Immagino che insegnare attraverso un computer sia molto diverso che farlo dal vivo, cambia tutto, in che modo secondo te?

Sì, cambia tutto. Non so spiegartelo, sono mesi che ci penso ed è una di quelle cose per la quale si trovano difficilmente le parole. Mi vengono solo dei parallelismi. È come andare in bicicletta senza ruote. Te lo immagini? Magari riesci anche ad avanzare e a spostarti, ma sicuramente quello che ne viene fuori non lo chiameresti certo andare in bicicletta. Forse più “arrancare con una bicicletta rotta”. Ecco, fare didattica a distanza è come insegnare con una scuola rotta.

Secondo te la pandemia produrrà una perdita reale e tangibile nell’esperienza educativa dei bambini e degli studenti più grandi?

Certamente, è una perdita già tangibile: le classi che mi sono ritrovata quest’anno non sono affatto al livello che avrebbero dovuto avere. E non perché abbiano saltato una parte del programma, attenzione: l’anno scorso i programmi sono stati svolti quasi interamente. Il problema non è la quantità ma la qualità dell’apprendimento e il livello di competenze sviluppate. Figuriamoci con un anno e mezzo di scuola passato così cosa succederà.

Qual è la reazione dei tuoi studenti alla pandemia, hanno paura? Manifestano stress? Che ti dicono?

Dipende. Molti hanno paura, soprattutto i più grandi, che sono più coscienti e maturi e temono soprattutto per le loro famiglie. Quando ancora eravamo in presenza, un paio di settimane fa, uno studente di quarta mi ha detto di essere andato di sua spontanea volontà fino a Grassina con il pullman per fare il tampone perché in classe avevano un sospetto positivo e non voleva corrrere il rischio di contagiare la nonna che vive con lui. Mi ha fatto molta tenerezza. Poi certo, mi fanno meno tenerezza quando siamo in didattica a distanza e fanno finta che non gli funzioni il microfono o la telecamera! Del resto, la scuola ha anche i suoi aspetti coercitivi, e se i lacci si allentano ci sarà per forza di cose chi se ne approfitta.
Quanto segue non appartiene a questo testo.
use dgsgen_core::CodegenError;
use dgsgen_schema::{Schema, SdlSource, TypeKind, TypeMapping};

fn schema(sources: &[(&str, &str)]) -> Result<Schema, CodegenError> {
    let sources: Vec<_> = sources
        .iter()
        .map(|(name, text)| SdlSource::new(*name, *text))
        .collect();
    Schema::load(&sources, &TypeMapping::default())
}

#[test]
fn test_merge_commutes_across_documents() {
    let base = ("base.graphqls", "type A { x: Int }");
    let extension = ("ext.graphqls", "extend type A { y: String }");

    let forward = schema(&[base, extension]).unwrap();
    let backward = schema(&[extension, base]).unwrap();
    assert_eq!(forward, backward);

    let a = forward.graph.by_name("A").unwrap();
    let fields: Vec<_> = a.fields.iter().map(|f| f.name.as_str()).collect();
    assert_eq!(fields, ["x", "y"]);
}

#[test]
fn test_extension_adds_interfaces() {
    let schema = schema(&[
        ("a.graphqls", "interface Node { id: ID! }\ntype User { id: ID! }"),
        ("b.graphqls", "extend type User implements Node"),
    ])
    .unwrap();
    let node = schema.graph.lookup("Node").unwrap();
    let user = schema.graph.lookup("User").unwrap();
    assert_eq!(schema.polymorphism.implementations(node), [user]);
}

#[test]
fn test_mutually_recursive_types() {
    let schema = schema(&[(
        "schema.graphqls",
        "type Query { author: Author }\n\
         type Author { books: [Book!]! }\n\
         type Book { author: Author }",
    )])
    .unwrap();
    let author = schema.graph.by_name("Author").unwrap();
    let book = schema.graph.lookup("Book").unwrap();
    assert_eq!(*author.fields[0].ty.base(), book);
    assert_eq!(schema.graph.types_of_kind(TypeKind::Object).count(), 3);
}

#[test]
fn test_errors_are_all_or_nothing() {
    let err = schema(&[
        ("a.graphqls", "type Query { a: Int }"),
        ("b.graphqls", "extend type Query { a: String }"),
    ])
    .unwrap_err();
    assert!(matches!(err, CodegenError::SchemaMerge { .. }));
}
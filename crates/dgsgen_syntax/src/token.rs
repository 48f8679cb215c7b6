//! Token kinds and structures for GraphQL SDL.

use dgsgen_core::Span;

#[cfg(feature = "serde")]
use serde::{Deserialize, Serialize};

/// The kind of a token.
#[derive(Debug, Clone, Copy, PartialEq, Eq, Hash)]
#[cfg_attr(feature = "serde", derive(Serialize, Deserialize))]
#[repr(u8)]
pub enum TokenKind {
    // Special tokens
    Eof,
    Error,

    // Literals
    Ident,
    IntLiteral,
    FloatLiteral,
    StringLiteral,
    BlockStringLiteral,

    // Keywords - Type system
    Type,
    Interface,
    Union,
    Enum,
    Input,
    Scalar,
    Schema,
    Extend,
    Implements,
    Directive,
    Repeatable,

    // Keywords - Executable
    Query,
    Mutation,
    Subscription,
    Fragment,
    On,

    // Keywords - Values
    True,
    False,
    Null,

    // Punctuation
    LBrace,
    RBrace,
    LParen,
    RParen,
    LBracket,
    RBracket,
    Colon,
    Comma,
    Spread,
    Eq,
    Pipe,
    Amp,
    At,
    Bang,
    Dollar,
}

impl TokenKind {
    /// Returns true if this is a keyword. Keywords are still valid names in GraphQL.
    #[must_use]
    pub const fn is_keyword(self) -> bool {
        matches!(
            self,
            Self::Type
                | Self::Interface
                | Self::Union
                | Self::Enum
                | Self::Input
                | Self::Scalar
                | Self::Schema
                | Self::Extend
                | Self::Implements
                | Self::Directive
                | Self::Repeatable
                | Self::Query
                | Self::Mutation
                | Self::Subscription
                | Self::Fragment
                | Self::On
                | Self::True
                | Self::False
                | Self::Null
        )
    }

    /// Returns true if a token of this kind can serve as a name.
    #[must_use]
    pub const fn is_name(self) -> bool {
        matches!(self, Self::Ident) || self.is_keyword()
    }

    /// Returns the display form of the token kind.
    #[must_use]
    pub const fn as_str(self) -> &'static str {
        match self {
            Self::Eof => "end of input",
            Self::Error => "invalid token",
            Self::Ident => "name",
            Self::IntLiteral => "integer",
            Self::FloatLiteral => "float",
            Self::StringLiteral => "string",
            Self::BlockStringLiteral => "block string",
            Self::Type => "type",
            Self::Interface => "interface",
            Self::Union => "union",
            Self::Enum => "enum",
            Self::Input => "input",
            Self::Scalar => "scalar",
            Self::Schema => "schema",
            Self::Extend => "extend",
            Self::Implements => "implements",
            Self::Directive => "directive",
            Self::Repeatable => "repeatable",
            Self::Query => "query",
            Self::Mutation => "mutation",
            Self::Subscription => "subscription",
            Self::Fragment => "fragment",
            Self::On => "on",
            Self::True => "true",
            Self::False => "false",
            Self::Null => "null",
            Self::LBrace => "{",
            Self::RBrace => "}",
            Self::LParen => "(",
            Self::RParen => ")",
            Self::LBracket => "[",
            Self::RBracket => "]",
            Self::Colon => ":",
            Self::Comma => ",",
            Self::Spread => "...",
            Self::Eq => "=",
            Self::Pipe => "|",
            Self::Amp => "&",
            Self::At => "@",
            Self::Bang => "!",
            Self::Dollar => "$",
        }
    }

    /// Returns the keyword kind for an identifier, if it is one.
    #[must_use]
    pub fn from_keyword(s: &str) -> Option<Self> {
        match s {
            "type" => Some(Self::Type),
            "interface" => Some(Self::Interface),
            "union" => Some(Self::Union),
            "enum" => Some(Self::Enum),
            "input" => Some(Self::Input),
            "scalar" => Some(Self::Scalar),
            "schema" => Some(Self::Schema),
            "extend" => Some(Self::Extend),
            "implements" => Some(Self::Implements),
            "directive" => Some(Self::Directive),
            "repeatable" => Some(Self::Repeatable),
            "query" => Some(Self::Query),
            "mutation" => Some(Self::Mutation),
            "subscription" => Some(Self::Subscription),
            "fragment" => Some(Self::Fragment),
            "on" => Some(Self::On),
            "true" => Some(Self::True),
            "false" => Some(Self::False),
            "null" => Some(Self::Null),
            _ => None,
        }
    }
}

impl std::fmt::Display for TokenKind {
    fn fmt(&self, f: &mut std::fmt::Formatter<'_>) -> std::fmt::Result {
        match self {
            Self::Eof | Self::Error | Self::Ident => f.write_str(self.as_str()),
            Self::IntLiteral | Self::FloatLiteral => write!(f, "{} literal", self.as_str()),
            Self::StringLiteral | Self::BlockStringLiteral => f.write_str(self.as_str()),
            _ => write!(f, "`{}`", self.as_str()),
        }
    }
}

/// A token with its kind and span.
#[derive(Debug, Clone, Copy, PartialEq, Eq)]
pub struct Token {
    pub kind: TokenKind,
    pub span: Span,
}

impl Token {
    /// Creates a new token.
    #[must_use]
    pub const fn new(kind: TokenKind, span: Span) -> Self {
        Self { kind, span }
    }

    /// Returns true if this is the end-of-input token.
    #[must_use]
    pub const fn is_eof(&self) -> bool {
        matches!(self.kind, TokenKind::Eof)
    }
}

/// Locations a directive definition may name.
#[derive(Debug, Clone, Copy, PartialEq, Eq, Hash)]
#[cfg_attr(feature = "serde", derive(Serialize, Deserialize))]
pub enum DirectiveLocation {
    // Type system
    Schema,
    Scalar,
    Object,
    FieldDefinition,
    ArgumentDefinition,
    Interface,
    Union,
    Enum,
    EnumValue,
    InputObject,
    InputFieldDefinition,

    // Executable
    Query,
    Mutation,
    Subscription,
    Field,
    FragmentDefinition,
    FragmentSpread,
    InlineFragment,
    VariableDefinition,
}

impl DirectiveLocation {
    #[must_use]
    pub const fn as_str(self) -> &'static str {
        match self {
            Self::Schema => "SCHEMA",
            Self::Scalar => "SCALAR",
            Self::Object => "OBJECT",
            Self::FieldDefinition => "FIELD_DEFINITION",
            Self::ArgumentDefinition => "ARGUMENT_DEFINITION",
            Self::Interface => "INTERFACE",
            Self::Union => "UNION",
            Self::Enum => "ENUM",
            Self::EnumValue => "ENUM_VALUE",
            Self::InputObject => "INPUT_OBJECT",
            Self::InputFieldDefinition => "INPUT_FIELD_DEFINITION",
            Self::Query => "QUERY",
            Self::Mutation => "MUTATION",
            Self::Subscription => "SUBSCRIPTION",
            Self::Field => "FIELD",
            Self::FragmentDefinition => "FRAGMENT_DEFINITION",
            Self::FragmentSpread => "FRAGMENT_SPREAD",
            Self::InlineFragment => "INLINE_FRAGMENT",
            Self::VariableDefinition => "VARIABLE_DEFINITION",
        }
    }

    /// Parses a directive location from its SDL spelling.
    #[must_use]
    pub fn parse(s: &str) -> Option<Self> {
        match s {
            "SCHEMA" => Some(Self::Schema),
            "SCALAR" => Some(Self::Scalar),
            "OBJECT" => Some(Self::Object),
            "FIELD_DEFINITION" => Some(Self::FieldDefinition),
            "ARGUMENT_DEFINITION" => Some(Self::ArgumentDefinition),
            "INTERFACE" => Some(Self::Interface),
            "UNION" => Some(Self::Union),
            "ENUM" => Some(Self::Enum),
            "ENUM_VALUE" => Some(Self::EnumValue),
            "INPUT_OBJECT" => Some(Self::InputObject),
            "INPUT_FIELD_DEFINITION" => Some(Self::InputFieldDefinition),
            "QUERY" => Some(Self::Query),
            "MUTATION" => Some(Self::Mutation),
            "SUBSCRIPTION" => Some(Self::Subscription),
            "FIELD" => Some(Self::Field),
            "FRAGMENT_DEFINITION" => Some(Self::FragmentDefinition),
            "FRAGMENT_SPREAD" => Some(Self::FragmentSpread),
            "INLINE_FRAGMENT" => Some(Self::InlineFragment),
            "VARIABLE_DEFINITION" => Some(Self::VariableDefinition),
            _ => None,
        }
    }
}
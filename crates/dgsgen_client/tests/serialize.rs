use dgsgen_client::{GraphQLQuery, GraphQLQueryRequest, InputValue, ProjectionNode};
use dgsgen_core::Interner;
use dgsgen_syntax::{Definition, OperationType, Selection};

#[test]
fn test_people_query() {
    let query = GraphQLQuery::builder(OperationType::Query, "people")
        .operation_name("TestQuery")
        .build();
    let mut projection = ProjectionNode::new("Person");
    projection.field("firstname").field("lastname");

    assert_eq!(
        GraphQLQueryRequest::new(&query, Some(&projection)).serialize(),
        "query TestQuery {\n  people {\n    firstname\n    lastname\n  }\n}"
    );
}

#[test]
fn test_interface_fragments() {
    let query = GraphQLQuery::builder(OperationType::Query, "pets").build();
    let mut projection = ProjectionNode::new("Pet");
    projection.field("name");
    projection.on("Dog").field("barks");
    projection.on("Bird").field("wingspan");

    let text = GraphQLQueryRequest::new(&query, Some(&projection)).serialize();
    assert_eq!(text.matches("... on ").count(), 2);
    for fragment in text.split("... on ").skip(1) {
        let body = &fragment[..fragment.find('}').unwrap()];
        assert!(body.contains("__typename"), "{body}");
    }
    insta::assert_snapshot!(text, @r###"
    {
      pets {
        __typename
        name
        ... on Dog {
          __typename
          barks
        }
        ... on Bird {
          __typename
          wingspan
        }
      }
    }
    "###);
}

#[test]
fn test_nested_interface_selection() {
    let query = GraphQLQuery::builder(OperationType::Query, "owners").build();
    let mut projection = ProjectionNode::new("Owner");
    projection.child_polymorphic("pet", "Pet").field("name");

    assert_eq!(
        GraphQLQueryRequest::new(&query, Some(&projection)).serialize(),
        "{\n  owners {\n    pet {\n      __typename\n      name\n    }\n  }\n}"
    );
}

#[test]
fn test_explicit_null_and_nested_input() {
    let query = GraphQLQuery::builder(OperationType::Mutation, "addReview")
        .argument(
            "review",
            InputValue::object([
                ("showId", InputValue::from(1)),
                ("comment", InputValue::from("great\nshow")),
            ]),
        )
        .argument("tags", InputValue::Null)
        .build();
    let mut projection = ProjectionNode::new("Review");
    projection.field("starScore");

    assert_eq!(
        GraphQLQueryRequest::new(&query, Some(&projection)).serialize(),
        "mutation {\n  addReview(review: {showId: 1, comment: \"great\\nshow\"}, tags: null) {\n    starScore\n  }\n}"
    );
}

#[test]
fn test_field_arguments_in_projection() {
    let query = GraphQLQuery::builder(OperationType::Query, "shows").build();
    let mut projection = ProjectionNode::new("Show");
    projection.field("title");
    projection
        .child_with("reviews", "Review", [("minScore", 3)])
        .field("starScore");

    assert_eq!(
        GraphQLQueryRequest::new(&query, Some(&projection)).serialize(),
        "{\n  shows {\n    title\n    reviews(minScore: 3) {\n      starScore\n    }\n  }\n}"
    );
}

#[test]
fn test_output_parses() {
    let query = GraphQLQuery::builder(OperationType::Query, "shows")
        .operation_name("Shows")
        .reference("titleFilter", "title", "String!")
        .build();
    let mut projection = ProjectionNode::new("SearchResult");
    projection.on("Show").field("title");
    let text = GraphQLQueryRequest::new(&query, Some(&projection)).serialize();

    let interner = Interner::new();
    let result = dgsgen_syntax::parse(&text, &interner);
    assert!(!result.diagnostics.has_errors(), "{text}");
    let [Definition::Operation(operation)] = result.document.definitions.as_slice() else {
        panic!("expected one operation in {text}");
    };
    assert_eq!(operation.operation, OperationType::Query);
    assert_eq!(interner.get(operation.name.as_ref().unwrap().value), "Shows");
    assert_eq!(operation.variables.len(), 1);
    let [Selection::Field(shows)] = operation.selection_set.selections.as_slice() else {
        panic!("expected one root field");
    };
    assert_eq!(interner.get(shows.name.value), "shows");
    let selections = &shows.selection_set.as_ref().unwrap().selections;
    assert!(matches!(selections.last(), Some(Selection::InlineFragment(_))));
}

#[test]
fn test_entities_query() {
    let query = GraphQLQuery::entities().build();
    let mut projection = ProjectionNode::new("_Entity");
    projection.on("Movie").field("title");

    insta::assert_snapshot!(GraphQLQueryRequest::new(&query, Some(&projection)).serialize(), @r###"
    query($representations: [_Any!]!) {
      _entities(representations: $representations) {
        __typename
        ... on Movie {
          __typename
          title
        }
      }
    }
    "###);
}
Si parla spesso del fatto che proprio i giovani sarebbero vettori della diffusione del virus perché sono meno attenti alle precauzioni anti-Covid, sei d’accordo? È vero secondo te?

Sì e no. Io non farei una distinzione di età, piuttosto di persone e di contesti. Ci sono cioè persone con più senso civico di altre, e poi ci sono anche contesti meno sorvegliati di altri.  Con gli studenti noto che è soprattutto nelle dinamiche di gruppo che scattano i comportamenti più pericolosi. Del resto vale la stessa cosa anche per noi adulti: quando siamo in mezzo agli altri abbassiamo la guardia e tendiamo a conformarci ai comportamenti sbagliati. Quanti adulti vediamo camminare al mercato con la mascherina sotto al naso? Non penso che i giovani siano più incoscienti, lo sono tanto quanto tutti gli altri. Mantenere la distanza è un’azione innaturale che, volenti o nolenti, non riusciamo a mantenere per più di un certo tempo e se non siamo sotto stretta sorveglianza esterna.